This date and Watergate are super memorable for me. I was going into my Junior year in high school and had watched a fair amount of coverage on TV.
My parents and I were going to Washington DC that summer. We met with our Congressman Carlos Moorhead, who knew my grandfather. My family was always politically pretty active and part of the reason for going to DC was to talk to the Congressman about getting a nomination for the Naval and Air Force academy. Congressman Moorehead, a freshman Republican served on House Judicial committee and voted initially against the impeachment. He sat in his office and explained to my parents, life long Republicans, while he had changed his mind and voted this time to impeach President Nixon. (He did later nominate me to both academies, which I should add were way easier to get into in the mid 70s than now.)
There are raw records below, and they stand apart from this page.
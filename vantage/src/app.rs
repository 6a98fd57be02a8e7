use rustc_hash::FxHashMap;
use std::sync::Arc;

use crate::channels::Channel;
use crate::node::*;
use crate::observation::FieldObservation;
use crate::reducers::ReducerRegistry;
use crate::runtimes::runner::RunnerError;
use crate::runtimes::{CheckpointerType, RuntimeConfig, SessionInit};
use crate::state::*;
use crate::types::*;
use crate::utils::collections::new_extra_map;
use tracing::instrument;

/// Orchestrates graph execution and applies reducers at barriers.
///
/// `App` is the central coordination point for workflow execution, managing:
/// - Node graph topology (nodes, edges, conditional routing)
/// - State reduction through configurable reducers
/// - Runtime configuration and checkpointing
///
/// # Examples
///
/// ```rust,no_run
/// use vantage::graphs::GraphBuilder;
/// use vantage::runtimes::CheckpointerType;
/// use vantage::state::VersionedState;
/// use vantage::types::NodeKind;
/// use vantage::node::{Node, NodeContext, NodeError, NodePartial};
/// use async_trait::async_trait;
///
/// # struct MyNode;
/// # #[async_trait]
/// # impl Node for MyNode {
/// #     async fn run(&self, _: vantage::state::StateSnapshot, _: NodeContext) -> Result<NodePartial, NodeError> {
/// #         Ok(NodePartial::default())
/// #     }
/// # }
/// #
/// # async fn example() -> Result<(), Box<dyn std::error::Error>> {
/// let app = GraphBuilder::new()
///     .add_node(NodeKind::Custom("process".into()), MyNode)
///     .add_edge(NodeKind::Start, NodeKind::Custom("process".into()))
///     .add_edge(NodeKind::Custom("process".into()), NodeKind::End)
///     .compile()?;
///
/// let initial_state = VersionedState::new();
/// let final_state = app.invoke(initial_state).await?;
/// # Ok(())
/// # }
/// ```
#[derive(Clone)]
pub struct App {
    nodes: FxHashMap<NodeKind, Arc<dyn Node>>,
    edges: FxHashMap<NodeKind, Vec<NodeKind>>,
    conditional_edges: Vec<crate::graphs::ConditionalEdge>,
    reducer_registry: ReducerRegistry,
    runtime_config: RuntimeConfig,
}

impl App {
    /// Internal (crate) factory to build an App while keeping nodes/edges private.
    pub(crate) fn from_parts(
        nodes: FxHashMap<NodeKind, Arc<dyn Node>>,
        edges: FxHashMap<NodeKind, Vec<NodeKind>>,
        conditional_edges: Vec<crate::graphs::ConditionalEdge>,
        runtime_config: RuntimeConfig,
    ) -> Self {
        App {
            nodes,
            edges,
            conditional_edges,
            reducer_registry: ReducerRegistry::default(),
            runtime_config,
        }
    }

    /// Returns a reference to the conditional edges in this graph.
    ///
    /// Conditional edges enable dynamic routing based on runtime state,
    /// allowing workflows to branch based on computed conditions. Predicates
    /// return a String which is interpreted as the next target node:
    /// - "End" and "Start" are recognized as virtual endpoints
    /// - any other string is treated as the name of a custom node
    ///
    /// At runtime, targets are validated before being pushed to the frontier.
    /// Unknown custom targets are skipped with a warning, preserving progress.
    ///
    /// # Returns
    /// A slice of conditional edge specifications.
    #[must_use]
    pub fn conditional_edges(&self) -> &Vec<crate::graphs::ConditionalEdge> {
        &self.conditional_edges
    }

    /// Returns a reference to the nodes registry.
    ///
    /// Provides access to all registered node implementations in the graph.
    /// Nodes are keyed by their `NodeKind` identifier.
    ///
    /// # Returns
    /// A map from `NodeKind` to the corresponding `Node` implementation.
    #[must_use]
    pub fn nodes(&self) -> &FxHashMap<NodeKind, Arc<dyn Node>> {
        &self.nodes
    }

    /// Returns a reference to the unconditional edges in this graph.
    ///
    /// Unconditional edges define the static topology of the workflow graph,
    /// specifying which nodes can transition to which other nodes.
    ///
    /// # Returns
    /// A map from source `NodeKind` to a list of destination `NodeKind`s.
    #[must_use]
    pub fn edges(&self) -> &FxHashMap<NodeKind, Vec<NodeKind>> {
        &self.edges
    }

    /// Returns a reference to the runtime configuration.
    ///
    /// Runtime configuration includes checkpointer settings, session IDs,
    /// and other execution parameters.
    ///
    /// # Returns
    /// The current runtime configuration.
    #[must_use]
    pub fn runtime_config(&self) -> &RuntimeConfig {
        &self.runtime_config
    }

    /// Execute the entire workflow until completion or no nodes remain.
    ///
    /// This is the primary entry point for workflow execution. It creates an
    /// `AppRunner`, manages session state, and coordinates execution through
    /// to completion.
    ///
    /// # Parameters
    /// * `initial_state` - The starting state for workflow execution
    ///
    /// # Returns
    /// * `Ok(VersionedState)` - The final state after workflow completion
    /// * `Err(RunnerError)` - If execution fails due to node errors,
    ///   checkpointer issues, or other runtime problems
    ///
    /// # Examples
    ///
    /// ```rust,no_run
    /// use vantage::state::VersionedState;
    /// use vantage::channels::Channel;
    /// # use vantage::app::App;
    /// # async fn example(app: App) -> Result<(), Box<dyn std::error::Error>> {
    /// let initial = VersionedState::new();
    /// let final_state = app.invoke(initial).await?;
    /// println!("Workflow completed with {} observations", final_state.fields.len());
    /// # Ok(())
    /// # }
    /// ```
    ///
    /// # Workflow Lifecycle
    /// 1. Creates an `AppRunner` with the configured checkpointer
    /// 2. Initializes or resumes a session
    /// 3. Executes supersteps until End nodes or empty frontier
    /// 4. Returns the final accumulated state
    #[instrument(skip(self, initial_state), err)]
    pub async fn invoke(
        &self,
        initial_state: VersionedState,
    ) -> Result<VersionedState, RunnerError> {
        use crate::runtimes::AppRunner;

        // Determine checkpointer type (default to InMemory if none supplied)
        let checkpointer_type = self
            .runtime_config
            .checkpointer
            .clone()
            .unwrap_or(CheckpointerType::InMemory);

        // Create async runner
        let mut runner = AppRunner::new(self.clone(), checkpointer_type).await;

        let session_id = self
            .runtime_config
            .session_id
            .clone()
            .unwrap_or_else(|| "temp_invoke_session".to_string());

        let init_state = runner
            .create_session(session_id.clone(), initial_state)
            .await?;

        if let SessionInit::Resumed { checkpoint_step } = init_state {
            println!(
                "Resuming session '{}' from checkpoint at step {}",
                session_id, checkpoint_step
            );
        }
        runner.run_until_complete(&session_id).await
    }

    /// Merge node outputs and apply state reductions after a superstep.
    ///
    /// This method coordinates the barrier synchronization phase of workflow
    /// execution, where all node outputs from a superstep are collected,
    /// merged, and applied to the global state via registered reducers.
    ///
    /// # Parameters
    /// * `state` - Mutable reference to the current versioned state
    /// * `run_ids` - Slice of node kinds that executed in this superstep
    /// * `node_partials` - Vector of partial updates from each executed node
    ///
    /// # Returns
    /// * `Ok(Vec<&'static str>)` - Names of channels that were updated
    /// * `Err(Box<dyn Error>)` - If reducer application fails
    ///
    /// # State Management
    /// - Aggregates field observations, extra data, and errors from all nodes
    /// - Applies registered reducers to merge updates into global state
    /// - Intelligently bumps version numbers only when content changes
    /// - Preserves deterministic merge behavior for reproducible execution
    ///
    /// # Examples
    ///
    /// ```rust,no_run
    /// # use vantage::app::App;
    /// # use vantage::node::NodePartial;
    /// # use vantage::state::VersionedState;
    /// # use vantage::types::NodeKind;
    /// # use vantage::observation::FieldObservation;
    /// # use serde_json::json;
    /// # async fn example(app: App, state: &mut VersionedState) -> Result<(), String> {
    /// let partials = vec![NodePartial {
    ///     fields: Some(vec![FieldObservation::new("name", json!("Acme"), "metadata", 1, 80)]),
    ///     ..Default::default()
    /// }];
    /// let updated_channels = app.apply_barrier(state, &[NodeKind::Custom("process".into())], partials).await
    ///     .map_err(|e| format!("Error: {}", e))?;
    /// println!("Updated channels: {:?}", updated_channels);
    /// # Ok(())
    /// # }
    /// ```
    #[instrument(skip(self, state, run_ids, node_partials), err)]
    pub async fn apply_barrier(
        &self,
        state: &mut VersionedState,
        run_ids: &[NodeKind],
        node_partials: Vec<NodePartial>,
    ) -> Result<Vec<&'static str>, Box<dyn std::error::Error + Send + Sync>> {
        let mut fields_all: Vec<FieldObservation> = Vec::new();
        let mut extra_all = new_extra_map();
        let mut errors_all: Vec<crate::channels::errors::ErrorEvent> = Vec::new();

        for (i, p) in node_partials.iter().enumerate() {
            let fallback = NodeKind::Custom("?".to_string());
            let nid = run_ids.get(i).unwrap_or(&fallback);

            if let Some(obs) = &p.fields {
                if !obs.is_empty() {
                    tracing::debug!(node = ?nid, count = obs.len(), "Node produced field observations");
                    fields_all.extend(obs.clone());
                }
            }

            if let Some(ex) = &p.extra {
                if !ex.is_empty() {
                    tracing::debug!(node = ?nid, keys = ex.len(), "Node produced extra data");
                    for (k, v) in ex {
                        extra_all.insert(k.clone(), v.clone());
                    }
                }
            }

            if let Some(errs) = &p.errors {
                if !errs.is_empty() {
                    tracing::debug!(node = ?nid, count = errs.len(), "Node produced errors");
                    errors_all.extend(errs.clone());
                }
            }
        }

        let merged_updates = NodePartial {
            fields: if fields_all.is_empty() {
                None
            } else {
                Some(fields_all)
            },
            extra: if extra_all.is_empty() {
                None
            } else {
                Some(extra_all)
            },
            errors: if errors_all.is_empty() {
                None
            } else {
                Some(errors_all)
            },
            frontier: None,
        };

        // Record before-states for version bump decisions
        let fields_before_len = state.fields.len();
        let fields_before_ver = state.fields.version();
        let extra_before = state.extra.snapshot();
        let extra_before_ver = state.extra.version();

        // Apply reducers (they do NOT bump versions)
        self.reducer_registry
            .apply_all(&mut *state, &merged_updates)?;

        // Detect changes & bump versions responsibly
        let mut updated: Vec<&'static str> = Vec::new();

        let fields_changed = state.fields.len() != fields_before_len;
        if fields_changed {
            state
                .fields
                .set_version(fields_before_ver.saturating_add(1));
            tracing::info!(
                "Fields channel updated: {} -> {} observations, version {} -> {}",
                fields_before_len,
                state.fields.len(),
                fields_before_ver,
                state.fields.version()
            );
            updated.push("fields");
        }

        let extra_after = state.extra.snapshot();
        let extra_changed = extra_after != extra_before;
        if extra_changed {
            state.extra.set_version(extra_before_ver.saturating_add(1));
            tracing::info!(
                "Extra channel updated: {} -> {} keys, version {} -> {}",
                extra_before.len(),
                extra_after.len(),
                extra_before_ver,
                state.extra.version()
            );
            updated.push("extra");
        }

        Ok(updated)
    }
}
Later that day we went to the Senate, and heard Senator Edward Brooke, a black Republican senator from Massachusetts (go figure!) introduce a resolution to impeach Richard Nixon. My father who spent a couple of years lobbying in Sacramento was flabbergasted. He said I seen a lot of state assembly and senate session and you never anything of importance introduced. It didn't strike me as that big a deal, because there were not many senators on the floor and the talk of impeachment was common on TV. But it actually was important, Senator Brooke was the first Republican to advocate for Nixon impeachment and resignation.
The next day we took a White House tour, none of us had gone before but my dad thought the tour guides were pretty subdued. The next day we would figure out why.
The next day was Aug 8 and Richard Nixon resigned, and we all agreed that our White House tours tickets signed by Richard Nixon were historically significant. I am not looking forward to going through my mom's stuff when she passes, but this is one thing I do hope to find.